_The input_
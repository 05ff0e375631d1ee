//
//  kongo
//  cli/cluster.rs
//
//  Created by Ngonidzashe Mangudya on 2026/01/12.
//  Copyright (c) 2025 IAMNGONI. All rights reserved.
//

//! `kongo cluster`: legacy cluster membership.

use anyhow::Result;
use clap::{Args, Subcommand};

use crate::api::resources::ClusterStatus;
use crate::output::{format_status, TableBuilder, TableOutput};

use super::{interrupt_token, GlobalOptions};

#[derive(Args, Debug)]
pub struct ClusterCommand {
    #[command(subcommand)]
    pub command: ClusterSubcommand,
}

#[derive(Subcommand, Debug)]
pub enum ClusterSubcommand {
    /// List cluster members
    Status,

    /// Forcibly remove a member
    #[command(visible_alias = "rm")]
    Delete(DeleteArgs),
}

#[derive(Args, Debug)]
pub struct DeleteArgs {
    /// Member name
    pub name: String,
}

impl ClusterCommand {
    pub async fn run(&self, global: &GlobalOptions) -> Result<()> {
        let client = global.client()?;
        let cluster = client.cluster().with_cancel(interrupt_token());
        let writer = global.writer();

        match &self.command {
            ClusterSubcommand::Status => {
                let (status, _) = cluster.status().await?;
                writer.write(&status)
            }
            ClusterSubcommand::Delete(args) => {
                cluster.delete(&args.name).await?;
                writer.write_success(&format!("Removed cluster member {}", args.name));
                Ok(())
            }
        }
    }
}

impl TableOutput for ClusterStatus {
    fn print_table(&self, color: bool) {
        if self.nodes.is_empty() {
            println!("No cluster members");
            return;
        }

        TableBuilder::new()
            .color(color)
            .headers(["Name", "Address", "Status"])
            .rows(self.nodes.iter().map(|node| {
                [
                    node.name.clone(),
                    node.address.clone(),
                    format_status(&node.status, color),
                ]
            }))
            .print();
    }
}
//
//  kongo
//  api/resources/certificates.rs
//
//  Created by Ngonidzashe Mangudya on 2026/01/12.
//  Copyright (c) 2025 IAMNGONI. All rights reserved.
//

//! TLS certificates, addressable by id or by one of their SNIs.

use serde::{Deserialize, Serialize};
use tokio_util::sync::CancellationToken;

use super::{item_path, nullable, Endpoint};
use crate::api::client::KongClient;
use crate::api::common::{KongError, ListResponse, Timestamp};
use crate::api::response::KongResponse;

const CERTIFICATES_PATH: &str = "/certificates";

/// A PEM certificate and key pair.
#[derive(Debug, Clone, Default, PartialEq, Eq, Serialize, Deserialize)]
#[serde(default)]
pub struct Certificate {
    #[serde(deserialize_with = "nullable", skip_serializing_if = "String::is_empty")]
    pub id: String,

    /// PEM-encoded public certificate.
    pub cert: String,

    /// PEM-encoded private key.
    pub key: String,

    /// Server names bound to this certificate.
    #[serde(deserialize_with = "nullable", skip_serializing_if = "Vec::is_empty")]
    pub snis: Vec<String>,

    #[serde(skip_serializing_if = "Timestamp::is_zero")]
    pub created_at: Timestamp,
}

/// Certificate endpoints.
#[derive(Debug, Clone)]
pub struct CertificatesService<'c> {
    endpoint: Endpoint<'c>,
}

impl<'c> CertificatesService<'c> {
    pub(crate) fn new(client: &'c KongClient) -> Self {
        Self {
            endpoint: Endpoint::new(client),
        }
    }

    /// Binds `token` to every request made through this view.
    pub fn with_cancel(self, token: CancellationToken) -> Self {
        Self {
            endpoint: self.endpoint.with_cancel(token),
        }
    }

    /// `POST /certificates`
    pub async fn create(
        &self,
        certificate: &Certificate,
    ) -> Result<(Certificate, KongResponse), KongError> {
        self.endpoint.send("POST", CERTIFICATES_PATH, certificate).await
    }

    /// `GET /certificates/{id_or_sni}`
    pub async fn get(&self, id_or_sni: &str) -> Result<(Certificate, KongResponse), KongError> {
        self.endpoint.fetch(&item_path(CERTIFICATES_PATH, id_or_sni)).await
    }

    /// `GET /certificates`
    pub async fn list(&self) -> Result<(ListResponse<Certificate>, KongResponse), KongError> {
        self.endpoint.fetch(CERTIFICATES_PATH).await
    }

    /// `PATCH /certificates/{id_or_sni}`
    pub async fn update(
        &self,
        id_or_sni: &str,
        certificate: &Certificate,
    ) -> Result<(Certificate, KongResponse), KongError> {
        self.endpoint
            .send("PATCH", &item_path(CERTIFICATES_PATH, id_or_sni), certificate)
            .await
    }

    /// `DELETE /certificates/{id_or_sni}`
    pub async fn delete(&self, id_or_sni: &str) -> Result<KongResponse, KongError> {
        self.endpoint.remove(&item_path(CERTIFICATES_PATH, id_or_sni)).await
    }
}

_Work instruction_
Print each record again. Nothing may be left out.

_Response for this exercise_
repository 05ff0e375631d1ee
//
//  kongo
//  cli/cluster.rs
//
//  Created by Ngonidzashe Mangudya on 2026/01/12.
//  Copyright (c) 2025 IAMNGONI. All rights reserved.
//

//! `kongo cluster`: legacy cluster membership.

use anyhow::Result;
use clap::{Args, Subcommand};

use crate::api::resources::ClusterStatus;
use crate::output::{format_status, TableBuilder, TableOutput};

use super::{interrupt_token, GlobalOptions};

#[derive(Args, Debug)]
pub struct ClusterCommand {
    #[command(subcommand)]
    pub command: ClusterSubcommand,
}

#[derive(Subcommand, Debug)]
pub enum ClusterSubcommand {
    /// List cluster members
    Status,

    /// Forcibly remove a member
    #[command(visible_alias = "rm")]
    Delete(DeleteArgs),
}

#[derive(Args, Debug)]
pub struct DeleteArgs {
    /// Member name
    pub name: String,
}

impl ClusterCommand {
    pub async fn run(&self, global: &GlobalOptions) -> Result<()> {
        let client = global.client()?;
        let cluster = client.cluster().with_cancel(interrupt_token());
        let writer = global.writer();

        match &self.command {
            ClusterSubcommand::Status => {
                let (status, _) = cluster.status().await?;
                writer.write(&status)
            }
            ClusterSubcommand::Delete(args) => {
                cluster.delete(&args.name).await?;
                writer.write_success(&format!("Removed cluster member {}", args.name));
                Ok(())
            }
        }
    }
}

impl TableOutput for ClusterStatus {
    fn print_table(&self, color: bool) {
        if self.nodes.is_empty() {
            println!("No cluster members");
            return;
        }

        TableBuilder::new()
            .color(color)
            .headers(["Name", "Address", "Status"])
            .rows(self.nodes.iter().map(|node| {
                [
                    node.name.clone(),
                    node.address.clone(),
                    format_status(&node.status, color),
                ]
            }))
            .print();
    }
}
//
//  kongo
//  api/resources/certificates.rs
//
//  Created by Ngonidzashe Mangudya on 2026/01/12.
//  Copyright (c) 2025 IAMNGONI. All rights reserved.
//

//! TLS certificates, addressable by id or by one of their SNIs.

use serde::{Deserialize, Serialize};
use tokio_util::sync::CancellationToken;

use super::{item_path, nullable, Endpoint};
use crate::api::client::KongClient;
use crate::api::common::{KongError, ListResponse, Timestamp};
use crate::api::response::KongResponse;

const CERTIFICATES_PATH: &str = "/certificates";

/// A PEM certificate and key pair.
#[derive(Debug, Clone, Default, PartialEq, Eq, Serialize, Deserialize)]
#[serde(default)]
pub struct Certificate {
    #[serde(deserialize_with = "nullable", skip_serializing_if = "String::is_empty")]
    pub id: String,

    /// PEM-encoded public certificate.
    pub cert: String,

    /// PEM-encoded private key.
    pub key: String,

    /// Server names bound to this certificate.
    #[serde(deserialize_with = "nullable", skip_serializing_if = "Vec::is_empty")]
    pub snis: Vec<String>,

    #[serde(skip_serializing_if = "Timestamp::is_zero")]
    pub created_at: Timestamp,
}

/// Certificate endpoints.
#[derive(Debug, Clone)]
pub struct CertificatesService<'c> {
    endpoint: Endpoint<'c>,
}

impl<'c> CertificatesService<'c> {
    pub(crate) fn new(client: &'c KongClient) -> Self {
        Self {
            endpoint: Endpoint::new(client),
        }
    }

    /// Binds `token` to every request made through this view.
    pub fn with_cancel(self, token: CancellationToken) -> Self {
        Self {
            endpoint: self.endpoint.with_cancel(token),
        }
    }

    /// `POST /certificates`
    pub async fn create(
        &self,
        certificate: &Certificate,
    ) -> Result<(Certificate, KongResponse), KongError> {
        self.endpoint.send("POST", CERTIFICATES_PATH, certificate).await
    }

    /// `GET /certificates/{id_or_sni}`
    pub async fn get(&self, id_or_sni: &str) -> Result<(Certificate, KongResponse), KongError> {
        self.endpoint.fetch(&item_path(CERTIFICATES_PATH, id_or_sni)).await
    }

    /// `GET /certificates`
    pub async fn list(&self) -> Result<(ListResponse<Certificate>, KongResponse), KongError> {
        self.endpoint.fetch(CERTIFICATES_PATH).await
    }

    /// `PATCH /certificates/{id_or_sni}`
    pub async fn update(
        &self,
        id_or_sni: &str,
        certificate: &Certificate,
    ) -> Result<(Certificate, KongResponse), KongError> {
        self.endpoint
            .send("PATCH", &item_path(CERTIFICATES_PATH, id_or_sni), certificate)
            .await
    }

    /// `DELETE /certificates/{id_or_sni}`
    pub async fn delete(&self, id_or_sni: &str) -> Result<KongResponse, KongError> {
        self.endpoint.remove(&item_path(CERTIFICATES_PATH, id_or_sni)).await
    }
}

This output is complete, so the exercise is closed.